After running that, I finally realized that there was a problem with decompressing the files because I noticed some BMP files didn't have the garbled tops.  Since I now knew that there were multiple sets of zip data in the files and, due to how the BMP format worked, a garbled top of a BMP probably meant there was missing information at the end of a file, it was obvious that I was somehow skipping the last archive.

Poring over the offzip options again, I eventually decided to try to use the -m command, which specifies the size of the zip block.  Using -m 16 found one more zip data set than -m 32.  I updated my script and ran it again.  There were a lot more valid BMP files, but some files, such as CARAVAN.BMP, were still not right.  After some more manual trial and error testing, I found that I needed -m 8.

I created my final batch script:
  1. cd "C:\Extract\HMH"  
  2. for %%F in (input/*.*) do call :offzip %%F  
  4. goto :eof  
  6. :offzip  
  8. set FILEVAR=%1  
  10. offzip -a -m 8 "input/%FILEVAR%" "output" 0  
  11. cd output  
  12. echo 2>%FILEVAR%  
  13. for %%F in (*.dat) do copy /b %FILEVAR%+%%F %FILEVAR%  
  14. del *.dat  
  15. cd ..  
  17. :eof  
(By the way, if you're using Windows 7, you need to run this script with Administrator privileges.  If not, the copy command will fail and the output won't be written.  For more information, read this blog post.)

And everything came out right.  Exciting!  I browsed through some of the other data, reading the strings and such.  Everything looked as expected now.  So the steps I took were:

1. Get the Half Minute Hero ISO, mount it, and find the RESARC.JRZ archive.
2. Run the BMS script on the RESARC.JRZ archive to get all the zlib compressed files.
3. Run the Batch Script on the directory all the compressed files are stored in.

Once again, you can download all the files you need to do this from this link.

(And once again, disclaimer, I don't really know what I'm doing.  I'm just trying what makes sense and it's seemed to work so far.)

After getting this far, there's lots more that can be done than getting a bunch of images.  You can hunt for data, like game text scripts.

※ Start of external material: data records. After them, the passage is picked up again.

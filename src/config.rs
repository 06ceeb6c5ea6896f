//! Operator settings
//!
//! Every flag can also be set through its environment variable, which is how
//! the operator is usually configured when running in-cluster.

use clap::{Args, ValueEnum};

use crate::capabilities::Requirements;
use crate::Error;

/// Log output format
#[derive(Clone, Copy, Debug, Default, PartialEq, Eq, ValueEnum)]
pub enum LogFormat {
    /// Human-readable lines
    #[default]
    Text,
    /// One JSON object per line
    Json,
}

/// Settings for the controller
#[derive(Args, Clone, Debug)]
pub struct Settings {
    /// Only watch Applications in this namespace (default: all namespaces)
    #[arg(long, env = "WATCH_NAMESPACE")]
    pub watch_namespace: Option<String>,

    /// Minimum Kubernetes version, as major.minor
    #[arg(long, env = "MIN_KUBERNETES_VERSION", default_value = "1.19")]
    pub min_kubernetes_version: String,

    /// Add the database finalizer to Applications after a successful install
    #[arg(long, env = "MANAGE_FINALIZER")]
    pub manage_finalizer: bool,

    /// Log output format
    #[arg(long, env = "LOG_FORMAT", value_enum, default_value_t = LogFormat::Text)]
    pub log_format: LogFormat,
}

impl Default for Settings {
    fn default() -> Self {
        Self {
            watch_namespace: None,
            min_kubernetes_version: "1.19".to_string(),
            manage_finalizer: false,
            log_format: LogFormat::Text,
        }
    }
}

impl Settings {
    /// Parsed minimum cluster version
    pub fn requirements(&self) -> Result<Requirements, Error> {
        Requirements::parse(&self.min_kubernetes_version)
    }

    /// Namespace to watch, `None` meaning every namespace
    pub fn watch_namespace(&self) -> Option<&str> {
        self.watch_namespace
            .as_deref()
            .map(str::trim)
            .filter(|ns| !ns.is_empty())
    }
}

#[cfg(test)]
mod tests {
    use super::*;
    use clap::Parser;

    #[derive(Parser)]
    struct TestCli {
        #[command(flatten)]
        settings: Settings,
    }

    fn parse(args: &[&str]) -> Settings {
        TestCli::try_parse_from(std::iter::once("test").chain(args.iter().copied()))
            .unwrap()
            .settings
    }

    #[test]
    fn defaults_match_default_impl() {
        let parsed = parse(&[]);
        let default = Settings::default();

        assert_eq!(parsed.min_kubernetes_version, default.min_kubernetes_version);
        assert_eq!(parsed.manage_finalizer, default.manage_finalizer);
        assert_eq!(parsed.log_format, default.log_format);
        assert_eq!(parsed.requirements().unwrap(), Requirements::default());
    }

    #[test]
    fn flags_override_defaults() {
        let settings = parse(&[
            "--watch-namespace",
            "shop",
            "--min-kubernetes-version",
            "1.27",
            "--manage-finalizer",
            "--log-format",
            "json",
        ]);

        assert_eq!(settings.watch_namespace(), Some("shop"));
        assert!(settings.manage_finalizer);
        assert_eq!(settings.log_format, LogFormat::Json);
        assert_eq!(settings.requirements().unwrap().min_minor, 27);
    }

    #[test]
    fn blank_namespace_means_all_namespaces() {
        let settings = Settings {
            watch_namespace: Some("  ".to_string()),
            ..Default::default()
        };
        assert_eq!(settings.watch_namespace(), None);
    }

    #[test]
    fn malformed_version_is_rejected() {
        let settings = Settings {
            min_kubernetes_version: "latest".to_string(),
            ..Default::default()
        };
        assert!(matches!(settings.requirements(), Err(Error::Validation(_))));
    }
}
//! Supporting types shared by the Application and Database CRDs

use chrono::{DateTime, Utc};
use schemars::JsonSchema;
use serde::{Deserialize, Serialize};

/// Value of an Application condition
///
/// `DatabaseExists` is the only condition written as `False`; the others are
/// recorded `True` or not at all. `Unknown` is what a lookup reports for a
/// type with no entry.
#[derive(Clone, Copy, Debug, Default, Deserialize, Serialize, JsonSchema, PartialEq, Eq)]
pub enum ConditionStatus {
    /// Holds
    True,
    /// Does not hold
    False,
    /// Not recorded
    #[default]
    Unknown,
}

impl ConditionStatus {
    /// Wire spelling, as shown by `kubectl get applications`
    pub fn as_str(self) -> &'static str {
        match self {
            Self::True => "True",
            Self::False => "False",
            Self::Unknown => "Unknown",
        }
    }
}

impl std::fmt::Display for ConditionStatus {
    fn fmt(&self, f: &mut std::fmt::Formatter<'_>) -> std::fmt::Result {
        f.write_str(self.as_str())
    }
}

/// One entry in `status.conditions` of an Application
#[derive(Clone, Debug, Deserialize, Serialize, JsonSchema, PartialEq)]
pub struct Condition {
    /// `ResourceFound`, `InstallReady`, `Failed`, `DatabaseExists` or `Succeeded`
    #[serde(rename = "type")]
    pub type_: String,

    /// Current value
    pub status: ConditionStatus,

    /// Outcome key the ledger deduplicates on, e.g. `AllRequirementsMet`
    pub reason: String,

    /// Text for humans, fixed per condition kind
    pub message: String,

    /// When this entry was recorded
    #[serde(rename = "lastTransitionTime")]
    pub last_transition_time: DateTime<Utc>,
}

impl Condition {
    /// Stamp a condition with the current time
    pub fn new(
        type_: impl Into<String>,
        status: ConditionStatus,
        reason: impl Into<String>,
        message: impl Into<String>,
    ) -> Self {
        Self {
            type_: type_.into(),
            reason: reason.into(),
            message: message.into(),
            status,
            last_transition_time: Utc::now(),
        }
    }
}

/// Reference to a Database object by name and namespace
#[derive(Clone, Debug, Deserialize, Serialize, JsonSchema, PartialEq, Eq)]
pub struct DatabaseRef {
    /// Database object name
    #[serde(default = "default_database_name")]
    pub name: String,

    /// Namespace the Database object lives in
    #[serde(default = "default_database_namespace")]
    pub namespace: String,
}

impl Default for DatabaseRef {
    fn default() -> Self {
        Self {
            name: default_database_name(),
            namespace: default_database_namespace(),
        }
    }
}

fn default_database_name() -> String {
    "database".to_string()
}

fn default_database_namespace() -> String {
    "database".to_string()
}

#[cfg(test)]
mod tests {
    use super::*;

    /// Story: Conditions follow Kubernetes conventions with type, status,
    /// reason, message and a timestamp set at construction.
    #[test]
    fn story_conditions_follow_kubernetes_conventions() {
        let before = Utc::now();
        let condition = Condition::new(
            "DatabaseExists",
            ConditionStatus::False,
            "DatabaseExists",
            "The database exists",
        );
        let after = Utc::now();

        assert_eq!(condition.type_, "DatabaseExists");
        assert_eq!(condition.status, ConditionStatus::False);
        assert!(condition.last_transition_time >= before);
        assert!(condition.last_transition_time <= after);
    }

    #[test]
    fn condition_serializes_with_kubernetes_field_names() {
        let condition = Condition::new("Succeeded", ConditionStatus::True, "InstallSucceeded", "ok");
        let json = serde_json::to_value(&condition).unwrap();

        assert_eq!(json["type"], "Succeeded");
        assert_eq!(json["status"], "True");
        assert!(json.get("lastTransitionTime").is_some());
    }

    #[test]
    fn default_condition_status_is_unknown() {
        assert_eq!(ConditionStatus::default(), ConditionStatus::Unknown);
        assert_eq!(ConditionStatus::Unknown.to_string(), "Unknown");
    }

    #[test]
    fn database_ref_fills_missing_fields_with_defaults() {
        let parsed: DatabaseRef = serde_json::from_str(r#"{"name":"shopdb"}"#).unwrap();
        assert_eq!(parsed.name, "shopdb");
        assert_eq!(parsed.namespace, "database");

        let empty: DatabaseRef = serde_json::from_str("{}").unwrap();
        assert_eq!(empty, DatabaseRef::default());
    }
}
/// Create the Deployment, or heal replica drift on an existing one
///
/// Only the replica count is healed. Any other difference shows up as a
/// fingerprint mismatch and is logged.
async fn converge_deployment(ctx: &Context, desired: &GeneratedWorkloads) -> Result<(), Error> {
    let names = &desired.names;
    let Some(mut live) = ctx
        .kube
        .get_deployment(&names.deployment, &names.namespace)
        .await?
    else {
        info!(deployment = %names.deployment, "creating deployment");
        return ctx.kube.create_deployment(&desired.deployment).await;
    };

    let live_fingerprint = live.labels().get(FINGERPRINT_LABEL).map(String::as_str);
    let Some(desired_fingerprint) = desired.deployment_fingerprint() else {
        return Err(Error::validation("desired deployment has no fingerprint"));
    };
    if live_fingerprint == Some(desired_fingerprint) {
        debug!(deployment = %names.deployment, "deployment up to date");
        return Ok(());
    }

    let desired_fingerprint = desired_fingerprint.to_string();
    let live_replicas = live.spec.as_ref().and_then(|s| s.replicas);
    if live_replicas == desired.replicas() {
        warn!(
            deployment = %names.deployment,
            live = ?live_fingerprint,
            desired = %desired_fingerprint,
            "deployment differs from desired state, only replica drift is healed"
        );
        return Ok(());
    }

    info!(
        deployment = %names.deployment,
        from = ?live_replicas,
        to = ?desired.replicas(),
        "scaling deployment"
    );
    live.spec.get_or_insert_with(Default::default).replicas = desired.replicas();
    live.labels_mut()
        .insert(FINGERPRINT_LABEL.to_string(), desired_fingerprint);
    ctx.kube.update_deployment(&live).await
}

async fn converge_service(ctx: &Context, desired: &GeneratedWorkloads) -> Result<(), Error> {
    let names = &desired.names;
    if ctx.kube.get_service(&names.service, &names.namespace).await?.is_none() {
        info!(service = %names.service, "creating service");
        ctx.kube.create_service(&desired.service).await?;
    }
    Ok(())
}
//! Controller for Application resources
//!
//! Follows the Kubernetes controller pattern: observe live state, build the
//! desired state, and converge one dependent at a time.

mod application;
mod finalizer;

pub use application::{
    error_policy, reconcile, ApplicationKubeClient, Context, ContextBuilder, KubeClientImpl,
    DATABASE_CREATED_REQUEUE,
};
pub use finalizer::{finalize, FinalizeOutcome, DATABASE_FINALIZER};
//! Pre-decoded pixel buffers used as snowflake images.

use crate::SnowfallError;

/// An 8-bit RGBA colour with straight (non-premultiplied) alpha.
#[derive(Debug, Clone, Copy, Default, PartialEq, Eq)]
pub struct Rgba {
    pub r: u8,
    pub g: u8,
    pub b: u8,
    pub a: u8,
}

impl Rgba {
    /// Fully transparent black.
    pub const TRANSPARENT: Self = Self::new(0, 0, 0, 0);
    /// Opaque white.
    pub const WHITE: Self = Self::new(255, 255, 255, 255);

    /// Create a colour from its four channels.
    pub const fn new(r: u8, g: u8, b: u8, a: u8) -> Self {
        Self { r, g, b, a }
    }

    /// Create an opaque colour.
    pub const fn rgb(r: u8, g: u8, b: u8) -> Self {
        Self::new(r, g, b, 255)
    }

    /// Whether the colour contributes nothing when blended.
    pub const fn is_transparent(self) -> bool {
        self.a == 0
    }

    /// Same colour with its alpha scaled by `factor / 255`.
    pub fn with_alpha_factor(self, factor: u8) -> Self {
        let a = (u16::from(self.a) * u16::from(factor) + 127) / 255;
        Self { a: a as u8, ..self }
    }

    /// Source-over blend of `src` onto `self`.
    pub fn blend(self, src: Self) -> Self {
        if src.a == 255 {
            return src;
        }
        if src.a == 0 {
            return self;
        }

        let sa = f32::from(src.a) / 255.0;
        let da = f32::from(self.a) / 255.0;
        let out_a = sa + da * (1.0 - sa);
        if out_a <= 0.0 {
            return Self::TRANSPARENT;
        }

        let channel = |s: u8, d: u8| {
            let c = (f32::from(s) * sa + f32::from(d) * da * (1.0 - sa)) / out_a;
            c.round().clamp(0.0, 255.0) as u8
        };

        Self {
            r: channel(src.r, self.r),
            g: channel(src.g, self.g),
            b: channel(src.b, self.b),
            a: (out_a * 255.0).round() as u8,
        }
    }
}

/// A decoded image: `width * height` pixels in row-major order.
#[derive(Debug, Clone, PartialEq, Eq)]
pub struct ImageBuffer {
    width: u32,
    height: u32,
    pixels: Vec<Rgba>,
}

impl ImageBuffer {
    /// Build an image from raw RGBA8 bytes.
    ///
    /// Fails with [`SnowfallError::UnsupportedImage`] when a dimension is zero
    /// or the byte count does not match `width * height * 4`.
    pub fn from_rgba8(width: u32, height: u32, bytes: &[u8]) -> Result<Self, SnowfallError> {
        if width == 0 || height == 0 {
            return Err(SnowfallError::UnsupportedImage(format!(
                "image has zero dimension ({width}x{height})"
            )));
        }

        let expected = width as usize * height as usize * 4;
        if bytes.len() != expected {
            return Err(SnowfallError::UnsupportedImage(format!(
                "expected {expected} bytes for a {width}x{height} RGBA image, got {}",
                bytes.len()
            )));
        }

        let pixels = bytes
            .chunks_exact(4)
            .map(|p| Rgba::new(p[0], p[1], p[2], p[3]))
            .collect();

        Ok(Self {
            width,
            height,
            pixels,
        })
    }

    /// Build an image from an ASCII mask: `#` is an opaque `color` pixel,
    /// anything else is transparent. Short rows are padded with transparency.
    pub fn from_mask(rows: &[&str], color: Rgba) -> Result<Self, SnowfallError> {
        let height = rows.len();
        let width = rows.iter().map(|r| r.chars().count()).max().unwrap_or(0);
        if width == 0 || height == 0 {
            return Err(SnowfallError::UnsupportedImage("empty image mask".to_string()));
        }

        let mut pixels = Vec::with_capacity(width * height);
        for row in rows {
            let mut len = 0;
            for ch in row.chars() {
                pixels.push(if ch == '#' { color } else { Rgba::TRANSPARENT });
                len += 1;
            }
            pixels.extend(std::iter::repeat_n(Rgba::TRANSPARENT, width - len));
        }

        Ok(Self {
            width: width as u32,
            height: height as u32,
            pixels,
        })
    }

    /// Image width in pixels.
    pub fn width(&self) -> u32 {
        self.width
    }

    /// Image height in pixels.
    pub fn height(&self) -> u32 {
        self.height
    }

    /// Pixel at `(x, y)`, or `None` outside the image.
    pub fn pixel(&self, x: u32, y: u32) -> Option<Rgba> {
        if x >= self.width || y >= self.height {
            return None;
        }
        self.pixels
            .get(y as usize * self.width as usize + x as usize)
            .copied()
    }

    /// Nearest-neighbour sample at normalized coordinates in `[0, 1)`.
    pub fn sample(&self, u: f32, v: f32) -> Rgba {
        let x = ((u * self.width as f32) as u32).min(self.width - 1);
        let y = ((v * self.height as f32) as u32).min(self.height - 1);
        self.pixel(x, y).unwrap_or(Rgba::TRANSPARENT)
    }
}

Game mods can be made by editing the decompressed files and then repackaging the archive.  Converters can be created to change program specific audio and visual files to more standard formats.  Those things are outside of the scope this blog entry will cover though, and really outside of what I've personally tried.  But if you've made it this far, you're probably ready to do stuff with the data you've extracted.  If so, Good Luck!

(As a side note, the Japanese version of Half Minute Hero 2 has been released, so if you want a simple archive to decompress, you can find the ISO and try it to get the images.  The file structure is really similar to Half Minute Hero, so it's a good archive to start off with.)